Leading experts like the United States Department of Health and Human Services and The American Association of Pediatrics agree that breastfeeding is the best choice you can make for you child. That being said, it isn't a bed of roses for every mother. Common breastfeeding problems can frustrate even the most experienced mothers and put a cloud of worry over an otherwise happy time. Understanding these common problems and how to correct them can lead to an easier and more enjoyable breastfeeding experience.
Low Milk Supply
According to Baby Center.com, low milk supply is a rare condition that affects 2 to 5 percent of lactating mothers. When a mother's body doesn't produce enough milk, it puts the baby at risk for malnutrition. There are many reasons why a woman may experience low milk supply. Poor latching, infrequent breastfeedings, hormonal birth control or hormonal diseases and imbalances can all contribute. Signs that you're suffering from this condition include an inability to express a usable quantity of milk when pumping; a baby who doesn't produce regular stools, isn't gaining weight and seems lethargic; and losing the feeling that your breasts are full with milk. The first few weeks you breastfeed your breasts will naturally produce more or less milk as you adjust to your baby's feeding demands, so weight and stools are a better indicator of low milk supply than how your breasts feel.
High Milk Supply
The opposite of low milk supply is hyperlactation, or too much milk. Signs that you're producing too much milk are large, engorged and painful breasts on a constant basis, milk that squirts out forcefully or leaks on a near-constant basis and your baby spitting, choking or gagging because she can't swallow all the milk she is being given at a fast enough rate. Hyperlactation happens to a lot of mothers, and the body usually corrects itself once it adjusts to your baby's feeding needs, but if it continues to be a problem, you can pump or express milk between and before feedings to ease engorgement and slow down your milk flow. Never empty the breast during this process as an empty breast is a signal for your body to make more milk.
Nursing Srike
Some babies breastfeed just fine and then suddenly refuse to feed in an act known as a nursing strike. Nursing strikes usually only occur if something is wrong, such as sore, teething gums, stuffy nose, an increase in pacifier use or a disruption in the baby's regular feeding schedule. Take your baby to the doctor to make sure the nursing strike isn't related to a health problem, then patiently try to regain your previous feeding schedule. You'll need to pump milk every few hours to keep your supply up, since the baby isn't emptying your breasts. Try to avoid giving breast milk in a bottle, as this can make it even harder for your baby to return to the breast.

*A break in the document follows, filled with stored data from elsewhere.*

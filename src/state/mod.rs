//! State management module
//! 
//! The persisted timer record, the read-only snapshot derived from it, and the
//! shared state of the HTTP control server.

pub mod app_state;
pub mod snapshot;
pub mod timer_state;

// Re-export main types
pub use app_state::AppState;
pub use snapshot::{TimerSnapshot, TimerStatus};
pub use timer_state::{progress_fraction, TimerState};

Sore, Cracked or Bleeding Nipples
According to Medline Plus, sore nipples just go with the territory when you're breastfeeding, but cracked, bleeding nipples are a sign of a breastfeeding problem. When your baby isn't latching on properly or isn't situated properly on the breast, it can put too much pressure on your nipples. A good latch should include the nipple and the areola, and you should change positions at each feeding. You could also have an oral yeast infection that has spread to your nipples. Your doctor will be able to give you medication to help heal your nipples while you continue to feed.